• What the task requires:
Work out how many lines in this listing hold the word "responses", and give the number with nothing added.

• Supplied information:
= Beginning of Section =
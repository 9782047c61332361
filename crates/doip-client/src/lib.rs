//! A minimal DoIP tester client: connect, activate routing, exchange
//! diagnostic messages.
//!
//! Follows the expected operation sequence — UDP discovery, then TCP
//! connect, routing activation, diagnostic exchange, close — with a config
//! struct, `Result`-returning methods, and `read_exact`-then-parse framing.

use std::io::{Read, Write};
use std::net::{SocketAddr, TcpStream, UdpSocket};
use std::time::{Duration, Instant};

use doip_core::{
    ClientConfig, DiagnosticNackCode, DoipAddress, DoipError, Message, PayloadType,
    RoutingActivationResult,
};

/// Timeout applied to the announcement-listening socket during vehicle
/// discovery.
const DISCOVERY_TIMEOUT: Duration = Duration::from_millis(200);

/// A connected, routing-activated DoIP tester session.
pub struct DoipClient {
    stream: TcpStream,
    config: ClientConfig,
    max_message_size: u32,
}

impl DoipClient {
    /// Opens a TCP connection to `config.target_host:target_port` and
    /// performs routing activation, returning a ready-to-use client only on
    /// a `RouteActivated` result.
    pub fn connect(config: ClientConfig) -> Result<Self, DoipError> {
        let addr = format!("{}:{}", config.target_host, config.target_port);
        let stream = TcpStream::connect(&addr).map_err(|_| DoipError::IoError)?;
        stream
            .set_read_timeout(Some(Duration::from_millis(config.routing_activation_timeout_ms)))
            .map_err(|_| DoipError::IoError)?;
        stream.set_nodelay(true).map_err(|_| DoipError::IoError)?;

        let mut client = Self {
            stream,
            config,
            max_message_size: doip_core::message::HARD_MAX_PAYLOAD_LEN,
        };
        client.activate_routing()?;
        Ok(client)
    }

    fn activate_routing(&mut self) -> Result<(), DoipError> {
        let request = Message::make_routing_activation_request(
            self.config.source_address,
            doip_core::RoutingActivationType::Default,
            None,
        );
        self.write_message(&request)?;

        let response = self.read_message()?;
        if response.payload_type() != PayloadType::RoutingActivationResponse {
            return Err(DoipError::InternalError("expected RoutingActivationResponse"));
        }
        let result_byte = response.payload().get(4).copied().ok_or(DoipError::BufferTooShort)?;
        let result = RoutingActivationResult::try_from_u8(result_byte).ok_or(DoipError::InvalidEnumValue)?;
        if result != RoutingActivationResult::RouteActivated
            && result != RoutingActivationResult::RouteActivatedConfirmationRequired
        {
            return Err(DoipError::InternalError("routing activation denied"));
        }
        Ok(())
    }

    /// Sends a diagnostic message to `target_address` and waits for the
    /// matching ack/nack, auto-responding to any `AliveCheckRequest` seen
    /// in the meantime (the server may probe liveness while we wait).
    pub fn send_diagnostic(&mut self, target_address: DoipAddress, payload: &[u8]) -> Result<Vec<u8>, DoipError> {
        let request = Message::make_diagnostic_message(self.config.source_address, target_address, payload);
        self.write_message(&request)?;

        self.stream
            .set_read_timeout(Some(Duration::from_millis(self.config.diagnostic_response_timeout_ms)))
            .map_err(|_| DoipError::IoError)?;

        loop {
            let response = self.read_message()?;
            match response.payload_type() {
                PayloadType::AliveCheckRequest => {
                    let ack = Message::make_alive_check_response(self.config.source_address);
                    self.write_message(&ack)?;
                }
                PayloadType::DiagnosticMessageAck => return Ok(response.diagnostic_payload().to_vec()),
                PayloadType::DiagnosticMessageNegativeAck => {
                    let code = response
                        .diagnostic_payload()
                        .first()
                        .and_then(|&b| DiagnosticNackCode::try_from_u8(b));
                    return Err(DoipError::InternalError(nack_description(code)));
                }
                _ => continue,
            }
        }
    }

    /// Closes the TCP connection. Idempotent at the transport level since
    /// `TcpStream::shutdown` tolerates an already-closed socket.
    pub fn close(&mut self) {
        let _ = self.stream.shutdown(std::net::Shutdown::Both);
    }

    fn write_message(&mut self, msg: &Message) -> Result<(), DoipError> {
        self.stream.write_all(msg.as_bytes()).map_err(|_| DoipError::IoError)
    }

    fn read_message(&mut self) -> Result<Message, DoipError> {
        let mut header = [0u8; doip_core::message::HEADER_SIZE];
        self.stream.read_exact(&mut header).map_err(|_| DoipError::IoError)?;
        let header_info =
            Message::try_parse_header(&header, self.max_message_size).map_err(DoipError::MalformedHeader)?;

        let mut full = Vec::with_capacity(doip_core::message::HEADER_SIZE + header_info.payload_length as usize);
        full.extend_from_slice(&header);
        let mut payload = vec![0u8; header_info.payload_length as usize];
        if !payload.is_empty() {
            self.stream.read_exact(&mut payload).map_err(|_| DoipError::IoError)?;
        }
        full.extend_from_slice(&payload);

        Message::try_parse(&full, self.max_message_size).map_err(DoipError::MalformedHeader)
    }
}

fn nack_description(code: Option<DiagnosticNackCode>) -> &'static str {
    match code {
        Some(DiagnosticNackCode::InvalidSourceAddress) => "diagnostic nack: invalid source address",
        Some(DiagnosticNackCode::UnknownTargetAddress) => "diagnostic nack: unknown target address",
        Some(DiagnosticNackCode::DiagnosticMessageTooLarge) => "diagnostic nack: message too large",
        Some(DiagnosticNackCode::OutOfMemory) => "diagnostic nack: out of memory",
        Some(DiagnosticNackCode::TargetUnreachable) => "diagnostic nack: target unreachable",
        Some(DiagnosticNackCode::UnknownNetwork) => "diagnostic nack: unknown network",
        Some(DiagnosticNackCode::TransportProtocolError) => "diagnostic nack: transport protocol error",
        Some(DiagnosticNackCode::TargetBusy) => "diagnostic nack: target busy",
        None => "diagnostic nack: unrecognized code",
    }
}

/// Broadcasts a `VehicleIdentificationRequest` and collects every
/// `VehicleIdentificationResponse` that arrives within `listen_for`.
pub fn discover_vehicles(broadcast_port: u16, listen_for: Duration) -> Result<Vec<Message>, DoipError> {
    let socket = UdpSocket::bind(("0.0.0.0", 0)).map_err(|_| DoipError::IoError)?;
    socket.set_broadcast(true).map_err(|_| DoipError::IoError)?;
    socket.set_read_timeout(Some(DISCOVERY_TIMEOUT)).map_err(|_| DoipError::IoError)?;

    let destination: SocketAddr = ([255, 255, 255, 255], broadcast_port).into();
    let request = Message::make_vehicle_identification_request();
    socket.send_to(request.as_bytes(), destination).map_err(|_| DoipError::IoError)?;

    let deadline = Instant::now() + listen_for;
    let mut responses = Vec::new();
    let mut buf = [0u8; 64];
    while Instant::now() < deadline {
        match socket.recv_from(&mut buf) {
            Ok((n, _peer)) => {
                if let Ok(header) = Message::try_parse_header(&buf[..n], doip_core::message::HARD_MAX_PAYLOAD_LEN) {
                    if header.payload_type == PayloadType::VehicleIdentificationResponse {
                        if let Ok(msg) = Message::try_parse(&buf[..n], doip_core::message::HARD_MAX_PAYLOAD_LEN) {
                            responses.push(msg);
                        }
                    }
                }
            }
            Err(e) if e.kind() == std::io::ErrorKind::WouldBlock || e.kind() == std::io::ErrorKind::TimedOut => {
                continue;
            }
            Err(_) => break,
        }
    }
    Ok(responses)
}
= End of Section =
= Beginning of Section =
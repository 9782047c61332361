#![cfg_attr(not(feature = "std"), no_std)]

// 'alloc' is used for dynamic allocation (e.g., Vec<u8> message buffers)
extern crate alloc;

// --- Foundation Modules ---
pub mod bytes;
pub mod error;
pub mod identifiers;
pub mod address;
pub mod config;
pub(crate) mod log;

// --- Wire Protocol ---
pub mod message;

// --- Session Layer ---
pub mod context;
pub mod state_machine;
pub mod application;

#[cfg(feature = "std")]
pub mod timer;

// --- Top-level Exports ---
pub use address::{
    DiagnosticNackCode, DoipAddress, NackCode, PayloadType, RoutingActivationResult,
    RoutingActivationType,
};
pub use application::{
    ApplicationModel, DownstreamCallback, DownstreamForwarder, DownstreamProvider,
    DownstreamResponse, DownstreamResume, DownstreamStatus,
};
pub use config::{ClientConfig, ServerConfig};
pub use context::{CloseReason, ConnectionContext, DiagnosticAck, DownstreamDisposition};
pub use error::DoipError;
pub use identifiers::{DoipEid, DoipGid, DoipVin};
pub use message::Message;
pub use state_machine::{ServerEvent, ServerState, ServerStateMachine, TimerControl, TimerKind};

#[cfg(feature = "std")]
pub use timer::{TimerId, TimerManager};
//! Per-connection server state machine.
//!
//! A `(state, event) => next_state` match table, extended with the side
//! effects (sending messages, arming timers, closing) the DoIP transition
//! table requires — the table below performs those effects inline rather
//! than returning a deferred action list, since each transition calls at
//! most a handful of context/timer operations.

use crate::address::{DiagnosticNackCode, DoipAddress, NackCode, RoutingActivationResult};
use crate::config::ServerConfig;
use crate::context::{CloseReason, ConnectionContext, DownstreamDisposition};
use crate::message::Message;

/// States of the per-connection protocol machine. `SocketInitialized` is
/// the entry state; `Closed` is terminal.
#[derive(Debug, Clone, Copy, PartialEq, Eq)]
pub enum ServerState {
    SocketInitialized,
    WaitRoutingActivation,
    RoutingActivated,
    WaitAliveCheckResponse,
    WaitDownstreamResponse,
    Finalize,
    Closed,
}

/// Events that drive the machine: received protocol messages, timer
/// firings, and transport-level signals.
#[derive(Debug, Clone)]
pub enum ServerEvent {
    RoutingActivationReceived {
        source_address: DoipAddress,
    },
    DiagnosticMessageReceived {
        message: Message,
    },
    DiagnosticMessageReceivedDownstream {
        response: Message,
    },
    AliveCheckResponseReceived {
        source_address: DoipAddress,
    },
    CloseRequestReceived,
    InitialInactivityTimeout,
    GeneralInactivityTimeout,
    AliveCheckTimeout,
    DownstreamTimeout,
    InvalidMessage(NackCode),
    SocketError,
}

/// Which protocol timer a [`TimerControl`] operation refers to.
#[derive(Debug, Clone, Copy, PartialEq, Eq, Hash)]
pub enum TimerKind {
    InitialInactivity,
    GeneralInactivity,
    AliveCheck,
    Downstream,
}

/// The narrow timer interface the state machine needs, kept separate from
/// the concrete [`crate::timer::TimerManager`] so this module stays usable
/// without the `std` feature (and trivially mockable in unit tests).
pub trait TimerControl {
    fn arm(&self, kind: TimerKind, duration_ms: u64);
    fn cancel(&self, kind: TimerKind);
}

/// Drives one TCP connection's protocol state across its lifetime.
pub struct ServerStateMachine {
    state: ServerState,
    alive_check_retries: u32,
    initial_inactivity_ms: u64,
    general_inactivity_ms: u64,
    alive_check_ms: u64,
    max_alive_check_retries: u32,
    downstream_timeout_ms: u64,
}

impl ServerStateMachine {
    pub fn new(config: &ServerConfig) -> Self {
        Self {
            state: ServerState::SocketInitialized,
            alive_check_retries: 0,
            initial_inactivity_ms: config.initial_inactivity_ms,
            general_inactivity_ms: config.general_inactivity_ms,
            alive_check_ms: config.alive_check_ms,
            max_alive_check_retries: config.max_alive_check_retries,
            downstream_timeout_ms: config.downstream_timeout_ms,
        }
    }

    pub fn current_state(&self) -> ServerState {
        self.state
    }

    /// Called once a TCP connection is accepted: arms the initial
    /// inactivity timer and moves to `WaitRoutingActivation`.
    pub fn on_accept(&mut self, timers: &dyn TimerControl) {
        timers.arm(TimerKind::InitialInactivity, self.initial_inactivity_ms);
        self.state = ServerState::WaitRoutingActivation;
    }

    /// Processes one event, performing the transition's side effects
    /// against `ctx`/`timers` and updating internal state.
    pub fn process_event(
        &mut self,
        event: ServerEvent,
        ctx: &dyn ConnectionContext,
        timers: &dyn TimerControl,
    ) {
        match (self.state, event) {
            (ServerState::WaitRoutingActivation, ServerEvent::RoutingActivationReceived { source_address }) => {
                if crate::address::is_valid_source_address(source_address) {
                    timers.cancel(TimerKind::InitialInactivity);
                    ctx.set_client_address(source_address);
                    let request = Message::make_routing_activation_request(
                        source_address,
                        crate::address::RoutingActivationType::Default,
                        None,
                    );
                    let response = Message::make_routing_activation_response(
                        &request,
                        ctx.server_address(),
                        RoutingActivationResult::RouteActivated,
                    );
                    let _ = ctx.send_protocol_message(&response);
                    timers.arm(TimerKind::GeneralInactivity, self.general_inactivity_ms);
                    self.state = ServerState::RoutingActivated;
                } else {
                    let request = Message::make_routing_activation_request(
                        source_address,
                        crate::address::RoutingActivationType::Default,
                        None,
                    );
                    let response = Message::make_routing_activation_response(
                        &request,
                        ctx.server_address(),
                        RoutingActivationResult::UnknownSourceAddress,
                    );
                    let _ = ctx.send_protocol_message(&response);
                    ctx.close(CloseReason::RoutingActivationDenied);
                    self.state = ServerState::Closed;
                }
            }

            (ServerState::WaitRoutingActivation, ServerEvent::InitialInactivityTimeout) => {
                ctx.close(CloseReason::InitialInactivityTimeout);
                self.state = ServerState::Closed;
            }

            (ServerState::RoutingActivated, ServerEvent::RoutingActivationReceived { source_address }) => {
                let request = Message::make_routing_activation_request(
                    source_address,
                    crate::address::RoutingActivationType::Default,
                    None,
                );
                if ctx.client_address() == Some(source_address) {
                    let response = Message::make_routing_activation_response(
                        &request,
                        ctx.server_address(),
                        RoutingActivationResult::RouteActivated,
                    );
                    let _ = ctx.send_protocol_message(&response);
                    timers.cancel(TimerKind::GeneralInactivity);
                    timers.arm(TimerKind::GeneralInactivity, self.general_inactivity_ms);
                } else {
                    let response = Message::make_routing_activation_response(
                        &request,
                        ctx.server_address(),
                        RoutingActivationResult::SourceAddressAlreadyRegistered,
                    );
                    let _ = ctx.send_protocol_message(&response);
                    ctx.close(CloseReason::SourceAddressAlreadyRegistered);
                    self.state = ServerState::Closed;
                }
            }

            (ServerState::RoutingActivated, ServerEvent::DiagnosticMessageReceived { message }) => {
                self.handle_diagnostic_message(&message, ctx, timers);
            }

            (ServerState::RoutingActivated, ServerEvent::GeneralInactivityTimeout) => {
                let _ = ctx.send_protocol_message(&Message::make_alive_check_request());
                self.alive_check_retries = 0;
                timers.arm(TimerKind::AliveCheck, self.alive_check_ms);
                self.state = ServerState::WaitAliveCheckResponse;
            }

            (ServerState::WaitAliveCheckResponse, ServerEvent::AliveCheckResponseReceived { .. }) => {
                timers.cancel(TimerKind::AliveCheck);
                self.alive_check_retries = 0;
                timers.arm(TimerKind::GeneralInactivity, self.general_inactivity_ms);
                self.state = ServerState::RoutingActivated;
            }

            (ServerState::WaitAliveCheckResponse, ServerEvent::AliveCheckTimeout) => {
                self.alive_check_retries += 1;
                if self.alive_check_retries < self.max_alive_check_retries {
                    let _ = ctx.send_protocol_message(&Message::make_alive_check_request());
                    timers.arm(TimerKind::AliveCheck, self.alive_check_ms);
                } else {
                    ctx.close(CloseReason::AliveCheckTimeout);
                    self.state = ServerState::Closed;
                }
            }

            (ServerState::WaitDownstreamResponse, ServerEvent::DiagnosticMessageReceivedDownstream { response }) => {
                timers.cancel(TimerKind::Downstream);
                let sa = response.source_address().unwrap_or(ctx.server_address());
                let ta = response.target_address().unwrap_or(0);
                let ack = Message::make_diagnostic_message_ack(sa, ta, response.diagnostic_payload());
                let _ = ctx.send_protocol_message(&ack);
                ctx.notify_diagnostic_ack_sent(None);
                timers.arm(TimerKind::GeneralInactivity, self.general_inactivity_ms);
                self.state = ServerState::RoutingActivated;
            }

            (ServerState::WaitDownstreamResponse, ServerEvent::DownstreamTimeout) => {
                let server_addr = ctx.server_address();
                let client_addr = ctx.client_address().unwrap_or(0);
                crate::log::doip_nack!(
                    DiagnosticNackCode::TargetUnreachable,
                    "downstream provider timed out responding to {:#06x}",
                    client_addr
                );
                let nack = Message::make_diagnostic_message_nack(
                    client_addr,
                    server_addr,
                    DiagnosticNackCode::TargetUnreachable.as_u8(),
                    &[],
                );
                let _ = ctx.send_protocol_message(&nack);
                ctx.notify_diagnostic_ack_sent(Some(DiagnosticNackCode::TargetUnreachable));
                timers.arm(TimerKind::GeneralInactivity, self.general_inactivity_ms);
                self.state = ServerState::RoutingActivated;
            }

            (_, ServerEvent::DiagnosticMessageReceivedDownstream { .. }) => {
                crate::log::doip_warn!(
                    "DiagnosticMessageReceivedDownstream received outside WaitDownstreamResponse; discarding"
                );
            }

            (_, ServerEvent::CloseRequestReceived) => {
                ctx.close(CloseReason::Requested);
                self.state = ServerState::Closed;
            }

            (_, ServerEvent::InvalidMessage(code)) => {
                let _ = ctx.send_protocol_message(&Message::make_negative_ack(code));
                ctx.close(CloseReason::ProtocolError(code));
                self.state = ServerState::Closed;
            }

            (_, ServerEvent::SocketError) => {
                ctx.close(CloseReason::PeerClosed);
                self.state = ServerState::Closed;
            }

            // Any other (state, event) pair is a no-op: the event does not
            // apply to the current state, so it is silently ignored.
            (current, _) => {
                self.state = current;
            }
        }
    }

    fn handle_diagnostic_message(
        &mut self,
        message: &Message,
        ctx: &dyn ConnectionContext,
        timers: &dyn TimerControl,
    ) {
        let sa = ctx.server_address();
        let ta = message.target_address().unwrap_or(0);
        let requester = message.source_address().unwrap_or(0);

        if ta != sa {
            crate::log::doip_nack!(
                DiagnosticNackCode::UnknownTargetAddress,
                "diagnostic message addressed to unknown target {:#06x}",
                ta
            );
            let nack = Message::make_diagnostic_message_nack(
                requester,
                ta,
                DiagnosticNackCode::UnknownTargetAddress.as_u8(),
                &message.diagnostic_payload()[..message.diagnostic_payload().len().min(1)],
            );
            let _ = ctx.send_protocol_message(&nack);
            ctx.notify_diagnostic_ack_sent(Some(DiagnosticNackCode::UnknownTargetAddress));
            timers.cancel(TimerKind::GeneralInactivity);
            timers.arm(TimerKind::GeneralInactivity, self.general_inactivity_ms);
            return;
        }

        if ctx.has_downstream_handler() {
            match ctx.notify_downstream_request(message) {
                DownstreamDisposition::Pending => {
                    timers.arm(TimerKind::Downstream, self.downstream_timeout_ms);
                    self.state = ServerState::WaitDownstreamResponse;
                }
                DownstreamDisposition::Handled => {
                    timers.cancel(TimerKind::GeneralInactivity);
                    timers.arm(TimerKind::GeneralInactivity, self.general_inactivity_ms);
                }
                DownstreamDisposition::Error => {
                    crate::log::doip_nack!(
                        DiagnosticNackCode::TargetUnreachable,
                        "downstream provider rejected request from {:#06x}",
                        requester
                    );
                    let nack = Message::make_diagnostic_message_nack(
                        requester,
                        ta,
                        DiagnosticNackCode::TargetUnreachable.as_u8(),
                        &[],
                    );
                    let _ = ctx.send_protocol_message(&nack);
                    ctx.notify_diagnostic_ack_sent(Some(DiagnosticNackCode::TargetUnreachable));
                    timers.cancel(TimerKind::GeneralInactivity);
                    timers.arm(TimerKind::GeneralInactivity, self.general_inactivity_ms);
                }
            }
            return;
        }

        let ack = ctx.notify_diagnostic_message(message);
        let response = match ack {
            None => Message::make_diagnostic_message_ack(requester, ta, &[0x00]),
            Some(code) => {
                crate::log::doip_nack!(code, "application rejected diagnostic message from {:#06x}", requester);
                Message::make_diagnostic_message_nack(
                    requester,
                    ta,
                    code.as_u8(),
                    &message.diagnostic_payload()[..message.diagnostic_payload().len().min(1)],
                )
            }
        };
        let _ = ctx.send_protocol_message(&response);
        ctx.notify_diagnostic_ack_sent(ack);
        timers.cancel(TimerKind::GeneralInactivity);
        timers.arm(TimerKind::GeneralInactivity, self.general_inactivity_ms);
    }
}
= End of Section =
= Beginning of Section =
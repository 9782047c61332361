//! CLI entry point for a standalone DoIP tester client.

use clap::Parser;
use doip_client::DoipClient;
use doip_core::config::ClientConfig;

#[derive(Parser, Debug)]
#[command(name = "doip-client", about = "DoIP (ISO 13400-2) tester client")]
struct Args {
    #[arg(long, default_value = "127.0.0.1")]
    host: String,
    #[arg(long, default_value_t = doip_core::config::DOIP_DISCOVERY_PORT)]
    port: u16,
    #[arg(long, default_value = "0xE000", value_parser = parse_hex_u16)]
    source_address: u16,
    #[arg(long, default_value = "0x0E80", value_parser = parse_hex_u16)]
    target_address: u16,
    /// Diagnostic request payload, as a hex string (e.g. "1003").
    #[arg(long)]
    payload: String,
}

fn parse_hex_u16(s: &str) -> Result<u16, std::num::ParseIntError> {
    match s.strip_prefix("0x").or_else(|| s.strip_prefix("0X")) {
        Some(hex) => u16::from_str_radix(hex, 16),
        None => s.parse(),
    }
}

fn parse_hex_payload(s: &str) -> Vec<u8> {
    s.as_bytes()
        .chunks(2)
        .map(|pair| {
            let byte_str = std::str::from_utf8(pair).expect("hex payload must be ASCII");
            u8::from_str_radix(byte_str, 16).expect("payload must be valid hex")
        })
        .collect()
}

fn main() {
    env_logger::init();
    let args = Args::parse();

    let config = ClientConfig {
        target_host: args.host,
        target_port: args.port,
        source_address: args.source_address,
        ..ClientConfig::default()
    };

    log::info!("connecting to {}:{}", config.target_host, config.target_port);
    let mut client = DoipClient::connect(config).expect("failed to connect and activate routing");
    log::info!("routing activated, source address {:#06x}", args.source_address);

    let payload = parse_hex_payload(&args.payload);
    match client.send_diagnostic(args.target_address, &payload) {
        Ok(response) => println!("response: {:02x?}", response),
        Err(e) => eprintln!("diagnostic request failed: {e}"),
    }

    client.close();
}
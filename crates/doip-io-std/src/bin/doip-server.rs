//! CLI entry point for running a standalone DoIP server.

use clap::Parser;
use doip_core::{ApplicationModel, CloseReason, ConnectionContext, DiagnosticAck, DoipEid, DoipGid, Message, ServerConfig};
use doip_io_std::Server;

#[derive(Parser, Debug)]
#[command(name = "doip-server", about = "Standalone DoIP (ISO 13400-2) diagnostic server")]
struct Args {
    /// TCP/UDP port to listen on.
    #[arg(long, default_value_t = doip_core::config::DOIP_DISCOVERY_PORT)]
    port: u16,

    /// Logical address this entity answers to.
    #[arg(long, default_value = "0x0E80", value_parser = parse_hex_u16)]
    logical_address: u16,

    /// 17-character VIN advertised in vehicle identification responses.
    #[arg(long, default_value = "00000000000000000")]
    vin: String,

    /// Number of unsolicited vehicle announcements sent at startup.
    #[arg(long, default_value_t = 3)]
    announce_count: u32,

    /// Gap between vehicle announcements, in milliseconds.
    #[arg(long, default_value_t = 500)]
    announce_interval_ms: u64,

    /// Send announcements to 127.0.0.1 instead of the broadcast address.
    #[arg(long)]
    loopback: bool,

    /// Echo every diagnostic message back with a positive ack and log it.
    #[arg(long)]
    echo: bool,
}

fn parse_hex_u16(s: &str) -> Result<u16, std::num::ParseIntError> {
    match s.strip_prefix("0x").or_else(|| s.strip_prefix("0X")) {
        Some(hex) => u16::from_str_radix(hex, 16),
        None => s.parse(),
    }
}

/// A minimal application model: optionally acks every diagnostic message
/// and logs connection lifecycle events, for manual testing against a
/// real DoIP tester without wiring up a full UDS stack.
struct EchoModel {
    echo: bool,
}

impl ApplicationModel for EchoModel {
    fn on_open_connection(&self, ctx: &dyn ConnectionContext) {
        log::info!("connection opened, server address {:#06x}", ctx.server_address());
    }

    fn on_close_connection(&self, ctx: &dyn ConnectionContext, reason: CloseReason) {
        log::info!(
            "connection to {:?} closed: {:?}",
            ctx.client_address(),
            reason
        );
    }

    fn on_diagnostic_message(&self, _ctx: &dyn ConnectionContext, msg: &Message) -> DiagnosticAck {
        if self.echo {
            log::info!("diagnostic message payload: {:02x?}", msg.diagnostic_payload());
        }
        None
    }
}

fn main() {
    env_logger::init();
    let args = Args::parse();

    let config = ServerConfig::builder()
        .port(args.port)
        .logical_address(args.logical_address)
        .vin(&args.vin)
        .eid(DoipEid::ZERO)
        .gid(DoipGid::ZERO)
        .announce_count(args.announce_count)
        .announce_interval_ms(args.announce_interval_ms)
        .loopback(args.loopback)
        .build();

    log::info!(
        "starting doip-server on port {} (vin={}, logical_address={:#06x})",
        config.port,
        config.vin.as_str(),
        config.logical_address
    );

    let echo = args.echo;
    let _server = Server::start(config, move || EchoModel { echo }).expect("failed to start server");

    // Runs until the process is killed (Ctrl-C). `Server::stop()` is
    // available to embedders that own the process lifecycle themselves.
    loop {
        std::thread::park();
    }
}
= End of Section =
• Task solution:
4